Como uma  sequência  cênica , dando  continuidade ao  tema descrito em “ Máscara  Negra “, Zé  Keti  e  Elton  Medeiros  compuseram  uma  outra  etapa  do  encontro  no  baile  na  esperança   de  ver  e  venerar  o  rosto  da   “  MASCARADA  “ .    [ “ / Vejo agora, / Este teu lindo olhar / Olhar que eu sonhei / Que sonhei conquistar / E que um dia afinal conquistei enfim, / Findou-se o Carnaval / E só nos Carnavais / Encontrava a ti sem / Encontrar este teu lindo olhar porque... /  O poeta era eu / Cujas rimas eram compostas  / Na esperança de que / Tirasses essa máscara / Que sempre me fez mal / Mal que findou só depois do Carnaval / .“  ]  .





Identificado  com  a  vida  de  boêmio ,  Zé  keti  não  poderia  deixar  de  fazer  alusão  em  uma  bela  composição   aos  hábitos  dos  que  vivem  nas  noitadas   cantando  e  bebendo   compromissados  somente  com  a  liberdade  e  com  a  alegria .  A canção foi  um  grande  sucesso  nas vozes de Jair Rodrigues, Elis Regina e MPB-4, dentre vários outros que a regravaram :   “  DIZ  QUE  FUI  POR  AÍ   “ .  [ “ /  Se alguém perguntar por mim / diz que fui por aí / levando um violão debaixo do braço / em qualquer esquina eu paro / em qualquer botequim eu entro / e se houver motivo é mais um samba que faço / se quiserem saber se volto, diga que sim / mas só depois que a saudade se afastar de mim / mas só depois que a saudade se afastar de mim / eu tenho um violão pra me acompanhar / tenho muitos amigos / eu sou popular / tenho uma madrugada como companheira / a saudade me dói / no meu peito me rói / se eu estou na cidade / eu estou na favela / eu estou por aí / sempre pensando nela / . “  ]  .
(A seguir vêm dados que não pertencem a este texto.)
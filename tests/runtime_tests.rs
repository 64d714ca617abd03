//! Drives the runtime support through code shaped like `attrgen generate`
//! output for a small design:
//!
//! ```yaml
//! types:
//!   - name: Winery
//!     required: [name]
//!     attributes:
//!       - { name: name, type: string, min_length: 1 }
//!       - { name: website, type: string, format: uri }
//!       - { name: founded, type: integer, minimum: 1000, default: 1900 }
//!       - name: grapes
//!         type: { array: { type: string, enum: [merlot, syrah] } }
//! ```

use attrgen::runtime::{ValidationError, ValidationErrors};

#[derive(Debug, Clone, Default, PartialEq, serde::Serialize, serde::Deserialize)]
pub struct WineryPrivate {
    #[serde(rename = "name", default, skip_serializing_if = "Option::is_none")]
    pub name: Option<String>,
    #[serde(rename = "website", default, skip_serializing_if = "Option::is_none")]
    pub website: Option<String>,
    #[serde(rename = "founded", default, skip_serializing_if = "Option::is_none")]
    pub founded: Option<i64>,
    #[serde(rename = "grapes", default, skip_serializing_if = "Option::is_none")]
    pub grapes: Option<Vec<String>>,
}

#[derive(Debug, Clone, Default, PartialEq, serde::Serialize, serde::Deserialize)]
pub struct Winery {
    #[serde(rename = "name")]
    pub name: String,
    #[serde(rename = "website", default, skip_serializing_if = "Option::is_none")]
    pub website: Option<String>,
    #[serde(rename = "founded")]
    pub founded: i64,
    #[serde(rename = "grapes", default, skip_serializing_if = "Option::is_none")]
    pub grapes: Option<Vec<String>>,
}

impl WineryPrivate {
    pub fn validate(&self) -> Result<(), attrgen::runtime::ValidationErrors> {
        let mut err = attrgen::runtime::ValidationErrors::new();
        {
            let v0 = self;
            if v0.name.is_none() {
                err.push(attrgen::runtime::ValidationError::missing_attribute("Winery", "name"));
            }
            if let Some(v1) = &v0.name {
                if v1.chars().count() < 1 {
                    err.push(attrgen::runtime::ValidationError::invalid_length("Winery.name", v1, v1.chars().count(), 1, true));
                }
            }
            if let Some(v1) = &v0.website {
                if let Err(reason) = attrgen::runtime::validate_format(attrgen::runtime::Format::Uri, v1) {
                    err.push(attrgen::runtime::ValidationError::invalid_format("Winery.website", v1, attrgen::runtime::Format::Uri, reason));
                }
            }
            if let Some(v1) = &v0.founded {
                if *v1 < 1000 {
                    err.push(attrgen::runtime::ValidationError::invalid_range("Winery.founded", v1, 1000.0, true));
                }
            }
            if let Some(v1) = &v0.grapes {
                for e1 in v1.iter() {
                    {
                        let v2 = &(*e1);
                        if !(*v2 == "merlot" || *v2 == "syrah") {
                            err.push(attrgen::runtime::ValidationError::invalid_enum_value("Winery.grapes[*]", v2, &["merlot", "syrah"]));
                        }
                    }
                }
            }
        }
        err.into_result()
    }

    pub fn finalize(&mut self) {
        if self.founded.is_none() {
            self.founded = Some(1900);
        }
    }

    pub fn publicize(&self) -> Winery {
        let mut target = Winery::default();
        if let Some(v0) = &self.name {
            target.name = v0.clone();
        }
        if let Some(v0) = &self.website {
            target.website = Some(v0.clone());
        }
        if let Some(v0) = &self.founded {
            target.founded = v0.clone();
        }
        if let Some(v0) = &self.grapes {
            target.grapes = Some(v0.clone());
        }
        target
    }
}

fn decode(json: &str) -> WineryPrivate {
    serde_json::from_str(json).unwrap()
}

#[test]
fn test_valid_payload_round_trip() {
    let mut private = decode(r#"{"name": "Chateau", "website": "https://example.com", "grapes": ["merlot"]}"#);
    assert!(private.validate().is_ok());
    private.finalize();
    let public = private.publicize();
    assert_eq!(public.name, "Chateau");
    assert_eq!(public.founded, 1900);
    assert_eq!(public.grapes, Some(vec!["merlot".to_string()]));

    let encoded = serde_json::to_value(&public).unwrap();
    assert_eq!(encoded["founded"], 1900);
    assert!(encoded.get("website").is_some());
}

#[test]
fn test_every_violation_is_reported() {
    let private = decode(r#"{"website": "not a uri", "founded": 12, "grapes": ["merlot", "pinot"]}"#);
    let errors = private.validate().unwrap_err();
    let paths: Vec<&str> = errors.iter().map(ValidationError::path).collect();
    assert_eq!(
        paths,
        vec!["Winery", "Winery.website", "Winery.founded", "Winery.grapes[*]"]
    );
    assert_eq!(errors.len(), 4);

    let message = errors.to_string();
    assert!(message.contains("missing required attribute \"name\""), "{message}");
    assert!(message.contains("must be greater than or equal to 1000"), "{message}");
    assert!(message.contains("\"pinot\""), "{message}");
}

#[test]
fn test_nested_errors_merge_into_parent() {
    let mut parent = ValidationErrors::new();
    parent.push(ValidationError::missing_attribute("Bottle", "name"));
    if let Err(e) = decode(r#"{"founded": 12}"#).validate() {
        parent.merge(e);
    }
    assert_eq!(parent.len(), 3);
    assert!(parent.into_result().is_err());
}

#[test]
fn test_finalize_keeps_explicit_values() {
    let mut private = decode(r#"{"name": "Chateau", "founded": 1855}"#);
    private.finalize();
    assert_eq!(private.founded, Some(1855));
}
Neste   samba  ,  Zé  Keti  descreve  uma  atitude da  amada  em  busca  de  seu  amante  que  desapareceu  deixando-a  sem  condições de  sobrevivência , porque  ele  levava   a  vida  de  um  completo boêmio  não  aparecendo  e , finalmente ,   com  muito  escândalo  ,  ele  é  surpreendido  no  Morro  do  São  Carlos  pela    “  NEGA  DINA  “  [ “ / A  Dina subiu o morro do Pinto / Pra me procurar / Não me encontrando, foi ao morro da Favela / Com a filha da Estela / Pra me perturbar Mas eu estava lá no morro de São Carlos / Quando ela chegou / Fazendo um escândalo, fazendo quizumba / Dizendo que levou / Meu nome pra macumba / Só porque faz uma semana / Que não deixo uma grana / Pra nossa despesa / Ela pensa que minha vida é uma beleza / Eu dou duro no baralho / Pra poder comer / A minha vida não é mole, não / Entro em cana toda hora sem apelação / Eu já ando assustado, sem paradeiro / Sou um marginal brasileiro / . “  ]  . 
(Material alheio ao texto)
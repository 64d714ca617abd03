//! Identifier resolution for generated code.
//!
//! Every name that ends up in emitted Rust goes through this module so that
//! the same design always produces the same identifiers.

use crate::design::{Attribute, FIELD_NAME_KEY};

/// Words rendered fully upper-case when they are not the leading word.
const ACRONYMS: &[&str] = &[
    "API", "ASCII", "CPU", "CSS", "DNS", "EOF", "GUID", "HTML", "HTTP", "HTTPS", "ID", "IP", "JMES",
    "JSON", "JWT", "LHS", "OK", "QPS", "RAM", "RHS", "RPC", "SLA", "SMTP", "SQL", "SSH", "TCP",
    "TLS", "TTL", "UDP", "UI", "UID", "UUID", "URI", "URL", "UTF8", "VM", "XML", "XSRF", "XSS",
];

/// Rust keywords plus the prelude and std names generated code relies on.
const RESERVED: &[&str] = &[
    // keywords
    "as", "async", "await", "break", "const", "continue", "crate", "dyn", "else", "enum", "extern",
    "false", "fn", "for", "if", "impl", "in", "let", "loop", "match", "mod", "move", "mut", "pub",
    "ref", "return", "self", "Self", "static", "struct", "super", "trait", "true", "type",
    "unsafe", "use", "where", "while", "abstract", "become", "box", "do", "final", "gen", "macro",
    "override", "priv", "try", "typeof", "unsized", "virtual", "yield",
    // built-in types
    "bool", "char", "str", "i8", "i16", "i32", "i64", "i128", "isize", "u8", "u16", "u32", "u64",
    "u128", "usize", "f32", "f64",
    // names used by generated code
    "String", "Vec", "Option", "Result", "Box", "HashMap", "Some", "None", "Ok", "Err", "Default",
    "Format", "ValidationError", "ValidationErrors",
];

fn is_valid(c: char) -> bool {
    c.is_alphanumeric()
}

/// Split `raw` into words on invalid characters, underscores and
/// lower-to-non-lower transitions.
fn split_words(raw: &str) -> Vec<String> {
    let mut words = Vec::new();
    let mut current = String::new();
    let mut prev: Option<char> = None;
    for c in raw.chars() {
        if !is_valid(c) {
            if !current.is_empty() {
                words.push(std::mem::take(&mut current));
            }
            prev = None;
            continue;
        }
        if let Some(p) = prev {
            if p.is_lowercase() && !c.is_lowercase() {
                words.push(std::mem::take(&mut current));
            }
        }
        current.push(c);
        prev = Some(c);
    }
    if !current.is_empty() {
        words.push(current);
    }
    words
}

fn capitalize(word: &str) -> String {
    let mut chars = word.chars();
    match chars.next() {
        Some(first) => first.to_uppercase().collect::<String>() + chars.as_str(),
        None => String::new(),
    }
}

fn decapitalize(word: &str) -> String {
    let mut chars = word.chars();
    match chars.next() {
        Some(first) => first.to_lowercase().collect::<String>() + chars.as_str(),
        None => String::new(),
    }
}

fn is_acronym(word: &str) -> bool {
    let upper = word.to_uppercase();
    ACRONYMS.contains(&upper.as_str())
}

pub(crate) fn escape(mut ident: String) -> String {
    if ident.chars().next().is_some_and(|c| c.is_ascii_digit()) {
        ident.insert(0, '_');
    }
    if RESERVED.contains(&ident.as_str()) {
        ident.push('_');
    }
    ident
}

/// Convert `raw` into a camel-case identifier.
///
/// The leading word is capitalized when `capitalize_first` is set; following
/// words always are. Known acronyms (`ID`, `HTTP`, ...) are kept upper-case,
/// except as a leading word with `capitalize_first` unset, where they are
/// lower-cased. Reserved words get a trailing `_`.
///
/// ```rust
/// use attrgen::generator::naming::resolve;
///
/// assert_eq!(resolve("test-B", true), "TestB");
/// assert_eq!(resolve("user_id", true), "UserID");
/// assert_eq!(resolve("id_token", false), "idToken");
/// ```
#[must_use]
pub fn resolve(raw: &str, capitalize_first: bool) -> String {
    escape(camel(raw, capitalize_first))
}

/// Camel-case words of `raw` without reserved-word escaping. Names built from
/// several fragments join these and escape the result once.
pub(crate) fn camel(raw: &str, capitalize_first: bool) -> String {
    let mut ident = String::new();
    for (i, word) in split_words(raw).iter().enumerate() {
        let leading = i == 0;
        if is_acronym(word) {
            if leading && !capitalize_first {
                ident.push_str(&word.to_lowercase());
            } else {
                ident.push_str(&word.to_uppercase());
            }
        } else if !leading || capitalize_first {
            ident.push_str(&capitalize(word));
        } else {
            ident.push_str(&decapitalize(word));
        }
    }
    ident
}

/// Convert `raw` into a snake_case identifier using the same word splitting
/// as [`resolve`].
#[must_use]
pub fn snake_case(raw: &str) -> String {
    escape(snake_words(raw))
}

/// Lower-cased words of `raw` joined with `_`, without escaping.
pub(crate) fn snake_words(raw: &str) -> String {
    split_words(raw)
        .iter()
        .map(|w| w.to_lowercase())
        .collect::<Vec<_>>()
        .join("_")
}

/// Struct field identifier for a field, honouring the name override metadata.
#[must_use]
pub fn field_ident(name: &str, attribute: &Attribute) -> String {
    let source = attribute
        .metadata(FIELD_NAME_KEY)
        .and_then(|values| values.first())
        .map_or(name, String::as_str);
    snake_case(source)
}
As  histórias  de  traição  e  separação  sempre  foram  temas de  nossas  canções .  Neste  samba , Zé  Keti  expressa  em  cada  verso  uma  rejeição  à  amada ,que  implora  novamente  um  relacionamento , tendo  uma  resposta  negativa  por  julgá-la    “   LEVIANA    “ .  [ “ / O azar é seu  / Em vir me procurar  / Me abandona, me deixa  / Não quero mais ver  / A luz do seu olhar  / Você manchou um lar que era feliz  / E agora quer voltar  / Leviana,  / Sinto muito, mas vai tratar da sua vida, /  Leviana,  / Precisando eu te posso dar uma guarida  / Mas o meu lar  / Sente vergonha como eu  / O nosso amor morreu / . “  ]  .
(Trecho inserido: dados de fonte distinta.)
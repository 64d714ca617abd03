//! # CLI Module
//!
//! Command-line interface for the `attrgen` binary.
//!
//! ## Commands
//!
//! ### `generate`
//!
//! Generate a Rust module from a design:
//!
//! ```bash
//! attrgen generate --design cellar.yaml --output src/cellar.rs
//! ```
//!
//! Options:
//! - `--design <FILE>` - Path to the design (YAML or JSON, required)
//! - `--output <FILE>` - Where to write the module (default: stdout)
//! - `--config <FILE>` - Generator config (default: `attrgen.toml` next to the design)
//!
//! ### `check`
//!
//! Report structural problems in a design. Exits non-zero when any are found:
//!
//! ```bash
//! attrgen check --design cellar.yaml
//! ```
//!
//! ### `ident`
//!
//! Print the Rust identifiers names resolve to:
//!
//! ```bash
//! attrgen ident user_id test-B --lower
//! ```
//!
//! ## Logging
//!
//! Logs go to stderr; see [`crate::logging`] for the environment variables.
//! `--verbose` raises the level to debug.

mod commands;

#[cfg(test)]
mod tests;

pub use commands::{run, run_cli, Cli, Commands};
    O  Cantinho  Musical  , ao  escolher  o  repertório  de  Zé  Keti  , ficou  surpreso  com  a  qualidade  e  quantidade  de  lindas  canções  expressando  belas  poesias  na  simplicidade  de  um  compositor  que  escolheu  como  conteúdo  de  seus  sambas  a  vida  e  a  gente  do  morro , externando  ,  sensivelmente ,  toda  realidade  daquele  espaço  e  daquela  gente  em  um  quadro  verbalizado .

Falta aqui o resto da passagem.